Recently, there have been questions about whether using steroid injections is actually safe in the long term. There are concerns that they may affect tendons (the tissue that connect muscles to your bones) or contribute to the development of arthritis. At the same time, some research suggests that our operations may also not be as effective for shoulder pain as previously thought. As such, healthcare workers have to look for other safe and effective treatment options for this painful condition.

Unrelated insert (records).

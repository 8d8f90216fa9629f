use base64::{
    Engine, alphabet,
    engine::{
        DecodePaddingMode, GeneralPurpose, GeneralPurposeConfig, general_purpose::URL_SAFE_NO_PAD,
    },
};
use rand::Rng;
use sha2::Digest;

/// Unreserved characters as defined in RFC 3986, section 2.3.
/// These are exactly the characters allowed in a PKCE code verifier.
pub(crate) const UNRESERVED: &[u8] =
    b"ABCDEFGHIJKLMNOPQRSTUVWXYZabcdefghijklmnopqrstuvwxyz0123456789-._~";

/// Unreserved characters without the `.`, which separates the segments of a state token.
pub(crate) const NONCE_CHARSET: &[u8] =
    b"ABCDEFGHIJKLMNOPQRSTUVWXYZabcdefghijklmnopqrstuvwxyz0123456789-_~";

/// Encodes without padding, but accepts padded input when decoding.
const URL_SAFE_LENIENT: GeneralPurpose = GeneralPurpose::new(
    &alphabet::URL_SAFE,
    GeneralPurposeConfig::new()
        .with_encode_padding(false)
        .with_decode_padding_mode(DecodePaddingMode::Indifferent),
);

/// Draws `length` characters uniformly from `charset`.
///
/// `rand::rng()` is a CSPRNG (ChaCha, seeded from the operating system), which is a requirement
/// for anything ending up in a code verifier or CSRF nonce.
pub(crate) fn random_string(length: usize, charset: &[u8]) -> String {
    let mut rng = rand::rng();
    (0..length)
        .map(|_| charset[rng.random_range(0..charset.len())] as char)
        .collect()
}

pub(crate) fn base64url_encode(input: impl AsRef<[u8]>) -> String {
    URL_SAFE_NO_PAD.encode(input)
}

pub(crate) fn base64url_decode(input: &str) -> Result<Vec<u8>, base64::DecodeError> {
    URL_SAFE_LENIENT.decode(input)
}

/// `BASE64URL(SHA256(input))`, without padding.
pub(crate) fn sha256_base64url(input: &str) -> String {
    let mut hasher = sha2::Sha256::new();
    hasher.update(input.as_bytes());
    base64url_encode(hasher.finalize())
}
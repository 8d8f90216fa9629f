use snafu::Snafu;
use url::Url;

use crate::{AuthorizationEndpoint, RevocationEndpoint, TokenEndpoint};

#[derive(Debug, Clone, PartialEq, Eq, Snafu)]
pub enum EndpointError {
    #[snafu(display("EndpointError: '{url}' cannot be used as a base url"))]
    CannotBeABase { url: Url },
}

/// Endpoints of the single authorization server we talk to.
///
/// Derived from the configured realm url, following Keycloak's layout:
/// `{realm}/protocol/openid-connect/{auth,token,revoke}`.
#[derive(Debug, Clone, PartialEq, Eq)]
pub struct Endpoints {
    pub authorization: AuthorizationEndpoint,
    pub token: TokenEndpoint,
    pub revocation: RevocationEndpoint,
}

impl Endpoints {
    pub fn derive(auth_server_url: &Url) -> Result<Self, EndpointError> {
        Ok(Self {
            authorization: openid_connect_endpoint(auth_server_url, "auth")?,
            token: openid_connect_endpoint(auth_server_url, "token")?,
            revocation: openid_connect_endpoint(auth_server_url, "revoke")?,
        })
    }
}

fn openid_connect_endpoint(auth_server_url: &Url, name: &str) -> Result<Url, EndpointError> {
    let mut url = auth_server_url.clone();
    url.set_query(None);
    url.set_fragment(None);
    url.path_segments_mut()
        .map_err(|()| {
            CannotBeABaseSnafu {
                url: auth_server_url.clone(),
            }
            .build()
        })?
        .pop_if_empty()
        .extend(&["protocol", "openid-connect", name]);
    Ok(url)
}

#[cfg(test)]
mod tests {
    use super::*;
    use assertr::prelude::*;

    #[test]
    fn derives_endpoints_from_realm_url() {
        let endpoints =
            Endpoints::derive(&Url::parse("https://id.example.com/realms/bodhi").unwrap()).unwrap();

        assert_that(endpoints.authorization.as_str())
            .is_equal_to("https://id.example.com/realms/bodhi/protocol/openid-connect/auth");
        assert_that(endpoints.token.as_str())
            .is_equal_to("https://id.example.com/realms/bodhi/protocol/openid-connect/token");
        assert_that(endpoints.revocation.as_str())
            .is_equal_to("https://id.example.com/realms/bodhi/protocol/openid-connect/revoke");
    }

    #[test]
    fn ignores_trailing_slash() {
        let endpoints =
            Endpoints::derive(&Url::parse("https://id.example.com/realms/bodhi/").unwrap()).unwrap();
        assert_that(endpoints.token.as_str())
            .is_equal_to("https://id.example.com/realms/bodhi/protocol/openid-connect/token");
    }

    #[test]
    fn rejects_cannot_be_a_base_urls() {
        let url = Url::parse("mailto:someone@example.com").unwrap();
        assert_that(Endpoints::derive(&url).unwrap_err())
            .is_equal_to(EndpointError::CannotBeABase { url });
    }
}
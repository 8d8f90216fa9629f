use std::sync::Arc;

use leptos::prelude::*;

use crate::authenticated_client::AuthenticatedClient;
use crate::callback::CallbackState;
use crate::error::AuthError;
use crate::session::{AuthSession, AuthStatus, SessionController};
use crate::token_claims::User;

/// The global state this library tracks for you.
///
/// Provided as context by [`init_pkce_auth`](crate::init_pkce_auth). Use
/// [`use_pkce_auth`](crate::use_pkce_auth) in any component rendered below to get access.
///
/// Every signal mirrors the process-wide [`SessionController`]. The controller remains the source
/// of truth.
#[derive(Clone, Copy)]
pub struct PkceAuth {
    pub(crate) controller: StoredValue<SessionController>,

    pub(crate) session: RwSignal<AuthSession>,

    pub(crate) callback_state: RwSignal<CallbackState>,

    pub(crate) last_error: RwSignal<Option<Arc<AuthError>>>,

    pub(crate) refresh_action: Action<(), ()>,

    pub(crate) logout_action: Action<(), ()>,
}

impl PkceAuth {
    pub fn controller(&self) -> SessionController {
        self.controller.with_value(Clone::clone)
    }

    pub fn session(&self) -> Signal<AuthSession> {
        self.session.into()
    }

    /// Progress of handling the authorization server's redirect, shared by all callback views.
    pub fn callback_state(&self) -> Signal<CallbackState> {
        self.callback_state.into()
    }

    /// Three-valued status to gate protected views with.
    pub fn status(&self) -> Signal<AuthStatus> {
        let session = self.session;
        Signal::derive(move || session.with(|it| it.status))
    }

    pub fn is_authenticated(&self) -> Signal<bool> {
        let session = self.session;
        Signal::derive(move || session.with(AuthSession::is_authenticated))
    }

    /// Decoded from an unverified token. Do not base authorization decisions on it.
    pub fn user(&self) -> Signal<Option<User>> {
        let session = self.session;
        Signal::derive(move || session.with(|it| it.user.clone()))
    }

    /// The last error of a login, refresh or callback. Cleared on the next success.
    pub fn last_error(&self) -> Signal<Option<Arc<AuthError>>> {
        self.last_error.into()
    }

    /// Redirect to the authorization server.
    pub fn login(&self) {
        if let Err(err) = self.controller().login() {
            tracing::error!(?err, "Could not start login");
            self.last_error.set(Some(Arc::new(err)));
        }
    }

    pub fn logout(&self) {
        self.logout_action.dispatch(());
    }

    pub fn refresh(&self) {
        self.refresh_action.dispatch(());
    }

    /// A client for the protected backend. Fails while not authenticated.
    pub fn client(&self) -> Result<AuthenticatedClient, AuthError> {
        AuthenticatedClient::from_session(self.controller(), reqwest::Client::new())
    }
}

Laboratory studies have shown that painful shoulders often go together with poor tendon health and inflammation. This had led to recent improvements in injection treatments. These new injections aim to help tendons repair themselves and so reduce inflammation and pain. These are termed 'biologic' injections. Whilst the theory behind these injections is good, and they have been found to be safe, no one has conducted a trial to see if the treatments are more or less effective than steroid injections. We would like to perform a trial to compare one of these biologic-injection treatments against steroid injections. The injection we aim to test involves us taking a sample of the person s blood. We would then take out some of the most useful parts of the blood and inject it back into the shoulder to aid healing. The patient will then receive physiotherapy as normal, regardless of what injection they have. Before we can conduct a full large study, we need to do this smaller study to see how quickly we can recruit patients and whether the patients and doctors are happy with the how the trial works. In this trial we will recruit 50 patients. We will ask patients to join the trial who have already been referred to us for shoulder pain and are about to start normal treatment for this. If they decide to join the trial the only change in their treatment will be the difference in the type of injection they receive. If our study is successful we will then conduct a larger trial to see whether the new type of injection is better than steroids for shoulder pain. If this turns out to be the case then our trials could help large numbers of patients in the NHS with this painful condition.